Las togas negras rozaban sin piedad alguna el rostro cubierto de sangre
del aristócrata. Se ahogaba en ella mientras miraba a cada uno de los
representantes de los diferentes estamentos sociales: el Vaticano, la
Nobleza, la Economía, la Justicia, la Banca, la Medicina, la Monarquía...
Salían en silencio y con un aura diferente a la del reciente ritual “sagrado”
egipcio. Partían como ciudadanos íntegros y responsables, mas lo que
había sucedido minutos antes quedaría guardado en la retina del que
yacía en el suelo muriendo y en las de las cuatro víctimas desmembradas,
torturadas y esparcidas por aquel altar embrujado de no se sabe qué dios
ni qué eminencia divina.
El monarca negro se agachó despacio al lado del rostro del moribundo
traidor con la daga que le había ocasionado la prematura muerte que
venía en son de ninguna paz.
No has aprendido la lección, Hamilton. Juegas con fuerzas que no puedes
controlar ni traicionar, juegas con dioses que te ven a cada segundo y que
conocen tus intenciones mejor que tú mismo. Los gritos de ellas han
alimentado a mi señor y tu muerte es la prueba viviente de que aquel que
ose enfrentar a la bestia acabará peor que el mismo sacrificado –expresó
fríamente el aclamado rey mirando a los ojos al noble inglés.

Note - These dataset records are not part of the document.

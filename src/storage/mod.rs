// This software is provided for non-commercial use only.
// Commercial use is strictly prohibited.
// If you use, modify, or redistribute this software, you must provide proper attribution to the original author.
// (c) 2026 Onur Tuna. All rights reserved.

//! Storage subsystem — bucket layout + framing + engines + iterators.

pub mod bucket_file;
pub mod engine;
pub mod framing;
pub mod iterator;
pub mod layout;
pub mod pool;
pub mod registry;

Ambrose Hamilton intentaba hablar, pero el gran charco de sangre que lo
rodeaba era tan inmenso que le hacía ahogarse más y más en su propia
pérdida vital.
Cinco personas totalmente vestidas con uniformes negros de cuero y
botas de carnicero, comenzaron a limpiar el suelo de la estancia con
mangueras y grandes aspiradoras. Todos tenían sus caras cubiertas por
máscaras disecadas de cerdo y reían sin parar observando cómo el
valiente aristócrata moría desangrado.
Hamilton había herido a varios miembros de la logia con su daga heredada
de su bisabuelo. Esta había pertenecido al mismísimo Robin Hood y la
llevaba consigo desde que era bien adolescente. Como se consideraba un
hombre más bien torpe, nunca creyó que la utilizaría para fines de
defensa, sino más bien lúdicos y de conocimiento ancestral. Pues le había
servido bien. Había realizado diferentes cortes en el semblante de
aquellas bestias inmundas disfrazadas de ciudadanos honorables y
admirados. Si alguien merecía un castigo con aquella daga, eran los
sádicos que allí se habían reunido. Y Hamilton arriesgó todo para defender
a aquellas pobres criaturas torturadas hasta la médula. Pero sólo era un
hombre y no pudo más que herir a unos cuantos y entorpecer el sello
mágico que tenían que realizar ese día.
El aristócrata hizo un esfuerzo mayor al contemplar los destrozados
cuerpos adolescentes y dijo entrecortado:
Sonría, por favor.
El obscuro soberano le preguntó: ¿por qué he de sonreir, estúpido
insensato?
Porque has sido grabado desde hace más de tres horas, cabrón –
respondió como pudo el elegante inglés y expiró.
Los ojos del monarca negro empezaron a dilatarse de una manera
insospechada y el pánico lo inundó. Allí estaba la cámara. El ojo.